● **TASK DIRECTIONS**
Report only the number of lines in this material that include the string "TypeRegistry".

● **RECORDED DATA**
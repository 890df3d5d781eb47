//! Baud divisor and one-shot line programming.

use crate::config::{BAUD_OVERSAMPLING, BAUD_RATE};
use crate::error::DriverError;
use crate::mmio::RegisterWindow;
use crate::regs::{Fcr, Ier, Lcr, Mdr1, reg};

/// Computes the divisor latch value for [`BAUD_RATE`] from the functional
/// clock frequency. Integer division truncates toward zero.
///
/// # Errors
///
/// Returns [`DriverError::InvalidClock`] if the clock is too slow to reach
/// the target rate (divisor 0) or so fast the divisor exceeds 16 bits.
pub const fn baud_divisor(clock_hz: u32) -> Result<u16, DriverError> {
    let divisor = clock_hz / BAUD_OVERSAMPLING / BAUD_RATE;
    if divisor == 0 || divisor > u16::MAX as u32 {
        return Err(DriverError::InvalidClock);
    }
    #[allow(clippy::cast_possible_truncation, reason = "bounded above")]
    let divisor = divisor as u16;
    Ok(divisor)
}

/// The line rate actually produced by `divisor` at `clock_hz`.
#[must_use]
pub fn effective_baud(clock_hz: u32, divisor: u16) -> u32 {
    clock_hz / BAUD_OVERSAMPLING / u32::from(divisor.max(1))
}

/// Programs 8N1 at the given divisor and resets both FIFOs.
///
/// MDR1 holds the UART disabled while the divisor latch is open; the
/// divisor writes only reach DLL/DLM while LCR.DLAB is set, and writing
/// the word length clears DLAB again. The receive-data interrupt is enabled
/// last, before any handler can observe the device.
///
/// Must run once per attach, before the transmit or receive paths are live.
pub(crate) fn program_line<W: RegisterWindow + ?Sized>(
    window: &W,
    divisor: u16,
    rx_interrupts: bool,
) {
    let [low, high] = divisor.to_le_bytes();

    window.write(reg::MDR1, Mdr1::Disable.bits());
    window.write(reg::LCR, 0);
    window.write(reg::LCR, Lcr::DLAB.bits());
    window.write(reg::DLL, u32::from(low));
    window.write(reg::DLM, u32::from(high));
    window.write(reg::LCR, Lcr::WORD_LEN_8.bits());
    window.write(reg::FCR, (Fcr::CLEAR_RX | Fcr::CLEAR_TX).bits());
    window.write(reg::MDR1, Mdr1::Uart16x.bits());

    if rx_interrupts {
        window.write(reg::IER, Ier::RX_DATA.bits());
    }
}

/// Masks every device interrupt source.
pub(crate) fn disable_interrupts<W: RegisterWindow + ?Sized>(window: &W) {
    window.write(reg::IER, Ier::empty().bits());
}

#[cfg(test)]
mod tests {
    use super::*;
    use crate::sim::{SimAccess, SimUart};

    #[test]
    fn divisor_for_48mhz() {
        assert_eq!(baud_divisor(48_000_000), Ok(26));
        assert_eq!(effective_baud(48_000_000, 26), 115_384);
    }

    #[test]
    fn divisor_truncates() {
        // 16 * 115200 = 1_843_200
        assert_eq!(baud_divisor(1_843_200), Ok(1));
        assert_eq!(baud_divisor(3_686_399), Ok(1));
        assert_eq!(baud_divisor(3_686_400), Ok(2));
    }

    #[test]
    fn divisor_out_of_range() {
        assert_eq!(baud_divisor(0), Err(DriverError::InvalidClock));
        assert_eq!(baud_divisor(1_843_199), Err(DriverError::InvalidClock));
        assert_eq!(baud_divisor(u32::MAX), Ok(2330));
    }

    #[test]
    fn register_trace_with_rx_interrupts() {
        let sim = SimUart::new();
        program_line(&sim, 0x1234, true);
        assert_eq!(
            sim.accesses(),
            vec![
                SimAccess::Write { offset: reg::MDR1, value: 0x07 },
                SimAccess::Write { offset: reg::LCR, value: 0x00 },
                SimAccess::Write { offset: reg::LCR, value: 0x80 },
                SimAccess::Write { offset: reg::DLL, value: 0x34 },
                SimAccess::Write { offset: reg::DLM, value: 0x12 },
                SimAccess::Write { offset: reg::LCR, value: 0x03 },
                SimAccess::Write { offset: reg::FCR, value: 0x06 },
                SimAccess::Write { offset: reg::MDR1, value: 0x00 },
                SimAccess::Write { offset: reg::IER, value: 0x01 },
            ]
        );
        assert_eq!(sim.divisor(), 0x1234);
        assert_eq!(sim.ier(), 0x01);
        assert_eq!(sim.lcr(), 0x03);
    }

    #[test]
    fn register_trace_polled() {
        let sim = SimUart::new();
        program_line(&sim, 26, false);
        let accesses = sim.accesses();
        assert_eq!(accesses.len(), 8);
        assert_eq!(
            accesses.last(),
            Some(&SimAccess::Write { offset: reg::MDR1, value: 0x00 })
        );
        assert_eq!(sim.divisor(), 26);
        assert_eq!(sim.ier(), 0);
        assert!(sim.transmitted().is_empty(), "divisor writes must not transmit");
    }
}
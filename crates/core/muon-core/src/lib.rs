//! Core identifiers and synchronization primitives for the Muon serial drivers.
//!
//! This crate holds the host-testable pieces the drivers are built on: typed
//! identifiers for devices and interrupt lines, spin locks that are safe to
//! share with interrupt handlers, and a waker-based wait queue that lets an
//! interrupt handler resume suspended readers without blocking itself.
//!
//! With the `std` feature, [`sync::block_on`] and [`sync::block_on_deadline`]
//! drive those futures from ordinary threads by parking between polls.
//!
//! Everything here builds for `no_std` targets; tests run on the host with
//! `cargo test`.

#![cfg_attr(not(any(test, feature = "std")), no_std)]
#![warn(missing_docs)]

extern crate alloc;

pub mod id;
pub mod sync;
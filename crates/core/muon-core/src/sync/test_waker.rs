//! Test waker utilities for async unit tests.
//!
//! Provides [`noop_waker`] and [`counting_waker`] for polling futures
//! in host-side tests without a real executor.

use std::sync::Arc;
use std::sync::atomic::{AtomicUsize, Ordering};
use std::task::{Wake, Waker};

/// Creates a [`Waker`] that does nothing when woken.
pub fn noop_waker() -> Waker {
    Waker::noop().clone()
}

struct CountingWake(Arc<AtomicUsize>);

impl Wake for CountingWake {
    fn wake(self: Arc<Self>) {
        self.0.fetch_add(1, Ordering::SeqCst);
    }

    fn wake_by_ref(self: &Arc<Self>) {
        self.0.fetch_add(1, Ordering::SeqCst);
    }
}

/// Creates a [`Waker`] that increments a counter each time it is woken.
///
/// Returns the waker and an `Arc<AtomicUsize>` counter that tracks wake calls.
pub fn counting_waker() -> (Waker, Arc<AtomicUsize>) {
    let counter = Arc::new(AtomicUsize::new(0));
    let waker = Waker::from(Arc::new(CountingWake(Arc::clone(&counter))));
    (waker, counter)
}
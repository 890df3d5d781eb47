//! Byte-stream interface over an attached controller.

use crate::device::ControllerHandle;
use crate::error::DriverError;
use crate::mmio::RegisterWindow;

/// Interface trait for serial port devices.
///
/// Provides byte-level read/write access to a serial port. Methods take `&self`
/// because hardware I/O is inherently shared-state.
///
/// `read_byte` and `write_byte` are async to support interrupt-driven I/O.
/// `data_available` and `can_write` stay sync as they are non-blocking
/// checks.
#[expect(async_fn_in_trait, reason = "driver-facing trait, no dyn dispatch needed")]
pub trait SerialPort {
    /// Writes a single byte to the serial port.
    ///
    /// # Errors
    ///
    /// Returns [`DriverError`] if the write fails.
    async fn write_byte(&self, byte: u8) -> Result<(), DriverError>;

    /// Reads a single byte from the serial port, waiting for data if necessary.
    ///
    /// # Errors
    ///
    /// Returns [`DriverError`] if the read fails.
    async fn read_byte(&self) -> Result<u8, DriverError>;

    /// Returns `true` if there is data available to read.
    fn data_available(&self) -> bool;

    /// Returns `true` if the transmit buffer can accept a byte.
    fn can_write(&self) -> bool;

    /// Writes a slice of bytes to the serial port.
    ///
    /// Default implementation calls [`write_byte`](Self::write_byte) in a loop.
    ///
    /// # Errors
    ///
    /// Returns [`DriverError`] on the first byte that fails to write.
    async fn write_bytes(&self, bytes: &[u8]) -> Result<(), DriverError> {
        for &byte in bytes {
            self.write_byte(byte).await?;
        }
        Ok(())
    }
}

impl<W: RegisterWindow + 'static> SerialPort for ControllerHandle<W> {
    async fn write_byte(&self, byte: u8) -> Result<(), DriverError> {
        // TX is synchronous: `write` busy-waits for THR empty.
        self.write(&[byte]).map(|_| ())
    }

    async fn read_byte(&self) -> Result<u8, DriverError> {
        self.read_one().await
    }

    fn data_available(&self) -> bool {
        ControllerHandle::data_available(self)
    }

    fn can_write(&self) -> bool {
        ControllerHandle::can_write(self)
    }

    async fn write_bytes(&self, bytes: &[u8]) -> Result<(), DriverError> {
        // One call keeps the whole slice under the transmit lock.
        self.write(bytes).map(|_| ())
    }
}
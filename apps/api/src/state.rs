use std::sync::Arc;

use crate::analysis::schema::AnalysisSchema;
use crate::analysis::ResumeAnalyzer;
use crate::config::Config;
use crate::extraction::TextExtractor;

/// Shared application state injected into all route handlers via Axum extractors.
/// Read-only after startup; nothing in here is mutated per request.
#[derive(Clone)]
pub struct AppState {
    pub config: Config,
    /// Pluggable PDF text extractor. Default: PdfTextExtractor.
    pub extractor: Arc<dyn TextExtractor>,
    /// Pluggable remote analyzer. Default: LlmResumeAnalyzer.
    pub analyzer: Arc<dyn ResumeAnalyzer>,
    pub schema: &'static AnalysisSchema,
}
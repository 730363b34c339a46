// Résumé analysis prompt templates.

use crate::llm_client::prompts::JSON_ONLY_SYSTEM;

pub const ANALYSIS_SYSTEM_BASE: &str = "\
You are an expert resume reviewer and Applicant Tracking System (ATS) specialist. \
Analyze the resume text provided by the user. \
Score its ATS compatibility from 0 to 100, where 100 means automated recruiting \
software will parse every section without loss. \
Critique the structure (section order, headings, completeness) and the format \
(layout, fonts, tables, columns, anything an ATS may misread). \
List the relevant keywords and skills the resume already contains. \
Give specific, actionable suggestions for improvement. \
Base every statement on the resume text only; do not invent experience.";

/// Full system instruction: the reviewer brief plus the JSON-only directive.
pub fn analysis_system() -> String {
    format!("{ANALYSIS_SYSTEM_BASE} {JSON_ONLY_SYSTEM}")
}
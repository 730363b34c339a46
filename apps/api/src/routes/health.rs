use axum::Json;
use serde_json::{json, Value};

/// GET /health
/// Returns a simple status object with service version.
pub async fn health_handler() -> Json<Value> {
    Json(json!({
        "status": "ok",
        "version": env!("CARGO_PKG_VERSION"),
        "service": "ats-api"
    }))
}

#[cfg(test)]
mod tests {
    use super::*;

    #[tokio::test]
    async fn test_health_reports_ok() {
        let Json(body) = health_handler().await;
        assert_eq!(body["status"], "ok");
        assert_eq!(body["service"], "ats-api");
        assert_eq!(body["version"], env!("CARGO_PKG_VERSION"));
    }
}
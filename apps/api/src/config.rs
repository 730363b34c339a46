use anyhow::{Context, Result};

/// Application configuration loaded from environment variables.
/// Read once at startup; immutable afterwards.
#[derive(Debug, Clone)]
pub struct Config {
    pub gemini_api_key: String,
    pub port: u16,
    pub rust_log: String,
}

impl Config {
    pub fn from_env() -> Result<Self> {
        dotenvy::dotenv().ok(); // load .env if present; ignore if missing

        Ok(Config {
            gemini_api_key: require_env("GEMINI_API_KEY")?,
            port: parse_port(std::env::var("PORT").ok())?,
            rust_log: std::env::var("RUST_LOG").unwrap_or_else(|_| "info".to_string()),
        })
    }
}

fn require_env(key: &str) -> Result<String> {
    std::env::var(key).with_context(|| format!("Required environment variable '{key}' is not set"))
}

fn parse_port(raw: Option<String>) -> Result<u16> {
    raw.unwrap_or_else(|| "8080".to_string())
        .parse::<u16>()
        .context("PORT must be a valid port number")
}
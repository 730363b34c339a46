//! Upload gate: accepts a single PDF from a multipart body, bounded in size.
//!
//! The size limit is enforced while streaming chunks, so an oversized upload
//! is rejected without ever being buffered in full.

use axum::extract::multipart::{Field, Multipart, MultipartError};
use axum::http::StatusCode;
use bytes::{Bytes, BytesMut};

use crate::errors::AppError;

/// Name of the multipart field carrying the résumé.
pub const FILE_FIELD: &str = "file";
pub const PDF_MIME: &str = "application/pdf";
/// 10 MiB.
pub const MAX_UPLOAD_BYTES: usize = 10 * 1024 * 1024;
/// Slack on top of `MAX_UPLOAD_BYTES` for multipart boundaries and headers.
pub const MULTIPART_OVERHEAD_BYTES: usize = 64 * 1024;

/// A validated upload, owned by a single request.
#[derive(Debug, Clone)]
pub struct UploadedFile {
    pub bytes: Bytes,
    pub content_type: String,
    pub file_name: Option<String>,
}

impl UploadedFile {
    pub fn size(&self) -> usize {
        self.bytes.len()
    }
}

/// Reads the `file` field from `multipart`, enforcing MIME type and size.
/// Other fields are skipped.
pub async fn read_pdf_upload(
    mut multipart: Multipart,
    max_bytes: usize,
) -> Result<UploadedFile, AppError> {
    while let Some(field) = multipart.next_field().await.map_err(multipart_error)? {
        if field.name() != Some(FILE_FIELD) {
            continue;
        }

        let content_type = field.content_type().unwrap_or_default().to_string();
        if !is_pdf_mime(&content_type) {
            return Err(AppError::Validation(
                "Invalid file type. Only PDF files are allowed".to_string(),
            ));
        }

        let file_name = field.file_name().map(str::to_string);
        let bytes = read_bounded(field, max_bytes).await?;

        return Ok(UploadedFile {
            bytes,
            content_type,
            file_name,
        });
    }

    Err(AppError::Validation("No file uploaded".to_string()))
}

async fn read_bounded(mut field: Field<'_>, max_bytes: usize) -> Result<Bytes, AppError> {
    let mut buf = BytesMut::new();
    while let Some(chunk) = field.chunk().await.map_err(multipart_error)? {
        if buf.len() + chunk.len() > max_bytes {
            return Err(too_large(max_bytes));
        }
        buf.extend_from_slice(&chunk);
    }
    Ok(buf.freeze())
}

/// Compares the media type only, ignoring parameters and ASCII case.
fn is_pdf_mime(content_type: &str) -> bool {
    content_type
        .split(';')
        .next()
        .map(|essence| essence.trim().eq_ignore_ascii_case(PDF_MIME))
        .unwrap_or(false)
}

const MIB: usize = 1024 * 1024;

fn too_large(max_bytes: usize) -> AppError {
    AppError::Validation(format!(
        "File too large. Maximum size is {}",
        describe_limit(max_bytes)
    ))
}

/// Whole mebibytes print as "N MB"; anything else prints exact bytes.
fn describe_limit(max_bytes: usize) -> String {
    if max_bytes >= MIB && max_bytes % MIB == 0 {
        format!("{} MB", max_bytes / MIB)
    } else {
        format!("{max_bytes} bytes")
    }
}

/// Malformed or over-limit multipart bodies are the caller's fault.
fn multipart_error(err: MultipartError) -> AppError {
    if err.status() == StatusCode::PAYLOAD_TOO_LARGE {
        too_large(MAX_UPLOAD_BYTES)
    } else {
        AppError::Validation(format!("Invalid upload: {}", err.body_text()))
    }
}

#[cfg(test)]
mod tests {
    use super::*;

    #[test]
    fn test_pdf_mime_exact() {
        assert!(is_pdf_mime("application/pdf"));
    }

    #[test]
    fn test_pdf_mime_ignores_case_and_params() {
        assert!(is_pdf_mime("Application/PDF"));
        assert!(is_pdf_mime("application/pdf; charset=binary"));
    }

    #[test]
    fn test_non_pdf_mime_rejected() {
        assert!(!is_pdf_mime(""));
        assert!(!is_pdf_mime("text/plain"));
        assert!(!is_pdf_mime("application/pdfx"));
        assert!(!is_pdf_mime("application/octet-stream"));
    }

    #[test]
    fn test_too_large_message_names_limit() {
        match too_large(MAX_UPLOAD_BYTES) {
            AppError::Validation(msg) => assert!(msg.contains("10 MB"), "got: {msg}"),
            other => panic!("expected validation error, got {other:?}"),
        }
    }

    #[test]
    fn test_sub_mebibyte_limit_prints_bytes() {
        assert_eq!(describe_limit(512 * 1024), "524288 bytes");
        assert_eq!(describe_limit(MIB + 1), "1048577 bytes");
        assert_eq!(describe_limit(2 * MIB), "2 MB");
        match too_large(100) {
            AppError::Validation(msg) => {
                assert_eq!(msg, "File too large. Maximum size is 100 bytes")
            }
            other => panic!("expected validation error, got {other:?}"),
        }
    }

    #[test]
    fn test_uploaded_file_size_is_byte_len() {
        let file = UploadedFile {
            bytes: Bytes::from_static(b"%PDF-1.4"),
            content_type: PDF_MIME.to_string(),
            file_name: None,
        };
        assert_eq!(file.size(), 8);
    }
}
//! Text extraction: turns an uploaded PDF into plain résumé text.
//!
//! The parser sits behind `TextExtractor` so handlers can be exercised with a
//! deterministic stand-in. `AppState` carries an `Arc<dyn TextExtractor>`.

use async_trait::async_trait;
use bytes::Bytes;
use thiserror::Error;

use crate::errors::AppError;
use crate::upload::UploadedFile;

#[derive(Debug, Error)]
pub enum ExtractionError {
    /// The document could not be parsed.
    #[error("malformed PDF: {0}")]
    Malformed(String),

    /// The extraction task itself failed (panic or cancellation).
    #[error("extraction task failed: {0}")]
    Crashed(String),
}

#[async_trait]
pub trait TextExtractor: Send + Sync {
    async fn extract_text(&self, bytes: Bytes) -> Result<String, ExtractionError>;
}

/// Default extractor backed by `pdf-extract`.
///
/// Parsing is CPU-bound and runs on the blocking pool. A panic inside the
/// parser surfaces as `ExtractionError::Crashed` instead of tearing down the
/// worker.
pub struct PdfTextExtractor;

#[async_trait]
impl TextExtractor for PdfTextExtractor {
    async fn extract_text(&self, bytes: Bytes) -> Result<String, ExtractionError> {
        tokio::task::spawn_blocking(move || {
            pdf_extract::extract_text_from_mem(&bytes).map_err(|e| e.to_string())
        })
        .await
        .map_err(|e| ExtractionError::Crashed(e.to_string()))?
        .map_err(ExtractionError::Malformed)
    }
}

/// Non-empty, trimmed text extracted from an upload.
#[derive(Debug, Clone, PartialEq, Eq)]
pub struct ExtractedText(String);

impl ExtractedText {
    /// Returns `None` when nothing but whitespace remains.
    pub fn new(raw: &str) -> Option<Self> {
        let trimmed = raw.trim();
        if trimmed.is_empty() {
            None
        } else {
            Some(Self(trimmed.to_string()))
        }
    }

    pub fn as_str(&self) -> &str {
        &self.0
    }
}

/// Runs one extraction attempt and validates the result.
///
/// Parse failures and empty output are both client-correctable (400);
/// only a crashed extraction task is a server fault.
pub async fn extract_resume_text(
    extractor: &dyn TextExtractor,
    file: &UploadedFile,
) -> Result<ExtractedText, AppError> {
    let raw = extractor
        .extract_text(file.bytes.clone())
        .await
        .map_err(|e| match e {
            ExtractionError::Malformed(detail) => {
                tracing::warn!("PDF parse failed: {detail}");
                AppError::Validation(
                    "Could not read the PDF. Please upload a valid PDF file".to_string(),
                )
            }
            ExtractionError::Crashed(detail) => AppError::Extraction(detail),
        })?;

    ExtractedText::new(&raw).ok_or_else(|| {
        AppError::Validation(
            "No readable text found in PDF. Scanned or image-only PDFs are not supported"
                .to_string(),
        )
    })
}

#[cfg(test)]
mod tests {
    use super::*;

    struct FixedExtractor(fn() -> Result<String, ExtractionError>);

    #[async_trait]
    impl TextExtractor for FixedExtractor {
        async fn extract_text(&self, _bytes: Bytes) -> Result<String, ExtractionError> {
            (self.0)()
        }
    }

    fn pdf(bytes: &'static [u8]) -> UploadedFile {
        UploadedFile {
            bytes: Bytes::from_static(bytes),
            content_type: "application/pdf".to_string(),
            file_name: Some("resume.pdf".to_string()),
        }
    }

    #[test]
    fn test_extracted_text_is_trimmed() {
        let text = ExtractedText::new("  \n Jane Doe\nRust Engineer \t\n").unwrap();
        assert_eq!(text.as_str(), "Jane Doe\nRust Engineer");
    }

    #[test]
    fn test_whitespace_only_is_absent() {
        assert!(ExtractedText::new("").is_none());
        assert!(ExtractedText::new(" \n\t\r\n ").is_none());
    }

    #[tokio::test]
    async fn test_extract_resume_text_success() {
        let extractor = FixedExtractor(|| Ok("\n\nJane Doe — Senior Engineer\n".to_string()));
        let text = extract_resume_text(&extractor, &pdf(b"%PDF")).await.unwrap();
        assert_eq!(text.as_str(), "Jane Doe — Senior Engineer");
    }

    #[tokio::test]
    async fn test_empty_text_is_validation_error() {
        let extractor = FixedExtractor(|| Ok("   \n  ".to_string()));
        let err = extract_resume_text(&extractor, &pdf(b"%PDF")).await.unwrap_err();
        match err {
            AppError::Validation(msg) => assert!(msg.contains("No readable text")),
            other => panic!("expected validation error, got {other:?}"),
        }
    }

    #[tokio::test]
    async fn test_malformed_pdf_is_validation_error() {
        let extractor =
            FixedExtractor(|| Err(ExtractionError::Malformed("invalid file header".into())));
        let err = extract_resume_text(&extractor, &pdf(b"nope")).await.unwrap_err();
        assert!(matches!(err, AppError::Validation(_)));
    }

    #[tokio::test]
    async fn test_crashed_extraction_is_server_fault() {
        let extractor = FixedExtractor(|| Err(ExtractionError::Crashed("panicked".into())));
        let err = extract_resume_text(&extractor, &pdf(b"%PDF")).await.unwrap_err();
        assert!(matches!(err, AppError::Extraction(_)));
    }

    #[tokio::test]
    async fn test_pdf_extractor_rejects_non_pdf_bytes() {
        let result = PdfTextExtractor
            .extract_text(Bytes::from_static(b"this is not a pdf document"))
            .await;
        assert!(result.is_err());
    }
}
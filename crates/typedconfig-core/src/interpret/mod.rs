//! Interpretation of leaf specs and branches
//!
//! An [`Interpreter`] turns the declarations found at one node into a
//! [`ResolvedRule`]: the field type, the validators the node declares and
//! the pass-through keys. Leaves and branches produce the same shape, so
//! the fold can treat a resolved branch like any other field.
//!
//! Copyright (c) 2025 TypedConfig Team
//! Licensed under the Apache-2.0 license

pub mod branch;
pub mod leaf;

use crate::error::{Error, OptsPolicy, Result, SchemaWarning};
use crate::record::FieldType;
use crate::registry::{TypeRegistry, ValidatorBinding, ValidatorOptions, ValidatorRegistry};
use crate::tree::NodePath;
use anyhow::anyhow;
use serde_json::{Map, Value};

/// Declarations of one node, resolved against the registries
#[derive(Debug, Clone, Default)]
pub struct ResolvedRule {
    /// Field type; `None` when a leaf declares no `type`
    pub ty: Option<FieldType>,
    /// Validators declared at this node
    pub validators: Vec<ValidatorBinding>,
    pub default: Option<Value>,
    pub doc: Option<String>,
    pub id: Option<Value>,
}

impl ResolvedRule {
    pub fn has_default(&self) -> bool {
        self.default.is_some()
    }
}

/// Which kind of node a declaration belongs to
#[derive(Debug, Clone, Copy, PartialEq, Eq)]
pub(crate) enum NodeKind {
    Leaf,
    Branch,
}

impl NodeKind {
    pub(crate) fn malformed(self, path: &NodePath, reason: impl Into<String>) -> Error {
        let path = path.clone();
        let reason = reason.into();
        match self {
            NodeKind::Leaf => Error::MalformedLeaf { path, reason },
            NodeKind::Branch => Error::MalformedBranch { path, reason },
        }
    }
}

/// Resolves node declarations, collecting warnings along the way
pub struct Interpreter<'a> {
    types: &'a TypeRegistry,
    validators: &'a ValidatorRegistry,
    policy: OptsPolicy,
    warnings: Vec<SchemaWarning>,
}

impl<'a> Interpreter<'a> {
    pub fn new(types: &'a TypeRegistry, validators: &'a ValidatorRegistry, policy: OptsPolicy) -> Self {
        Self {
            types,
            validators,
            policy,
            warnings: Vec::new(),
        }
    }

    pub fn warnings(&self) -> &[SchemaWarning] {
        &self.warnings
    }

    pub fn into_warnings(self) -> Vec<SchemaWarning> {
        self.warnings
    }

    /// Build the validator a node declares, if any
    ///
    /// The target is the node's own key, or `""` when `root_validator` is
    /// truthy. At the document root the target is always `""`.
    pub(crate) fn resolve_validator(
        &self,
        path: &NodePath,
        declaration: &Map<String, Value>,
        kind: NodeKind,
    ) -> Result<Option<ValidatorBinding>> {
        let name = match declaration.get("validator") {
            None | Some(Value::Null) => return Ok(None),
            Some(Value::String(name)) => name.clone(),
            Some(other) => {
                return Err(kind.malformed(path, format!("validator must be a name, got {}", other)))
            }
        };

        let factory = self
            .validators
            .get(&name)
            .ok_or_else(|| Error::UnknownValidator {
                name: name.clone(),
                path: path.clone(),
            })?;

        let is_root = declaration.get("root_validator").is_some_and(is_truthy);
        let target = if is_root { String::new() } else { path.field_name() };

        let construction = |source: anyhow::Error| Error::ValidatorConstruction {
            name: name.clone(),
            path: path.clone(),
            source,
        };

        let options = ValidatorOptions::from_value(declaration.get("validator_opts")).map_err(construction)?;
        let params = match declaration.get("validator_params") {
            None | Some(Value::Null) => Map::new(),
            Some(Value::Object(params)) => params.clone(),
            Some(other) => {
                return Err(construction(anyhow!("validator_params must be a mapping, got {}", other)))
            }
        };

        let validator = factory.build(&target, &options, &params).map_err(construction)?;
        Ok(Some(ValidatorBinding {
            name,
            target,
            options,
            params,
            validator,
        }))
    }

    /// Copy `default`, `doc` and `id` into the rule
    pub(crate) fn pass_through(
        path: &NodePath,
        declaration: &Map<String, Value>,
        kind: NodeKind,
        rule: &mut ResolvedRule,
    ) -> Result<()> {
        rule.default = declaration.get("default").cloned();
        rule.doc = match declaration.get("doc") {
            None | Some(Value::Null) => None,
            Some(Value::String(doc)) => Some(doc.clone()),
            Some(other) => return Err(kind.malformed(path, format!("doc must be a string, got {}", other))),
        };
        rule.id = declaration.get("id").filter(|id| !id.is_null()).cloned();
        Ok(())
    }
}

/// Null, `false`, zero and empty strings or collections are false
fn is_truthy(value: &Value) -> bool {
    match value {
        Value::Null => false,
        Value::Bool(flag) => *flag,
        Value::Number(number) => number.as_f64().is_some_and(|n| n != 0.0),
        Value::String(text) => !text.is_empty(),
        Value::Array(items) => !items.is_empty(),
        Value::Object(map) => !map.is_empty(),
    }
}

● **RESULT OF THE EXERCISE**
3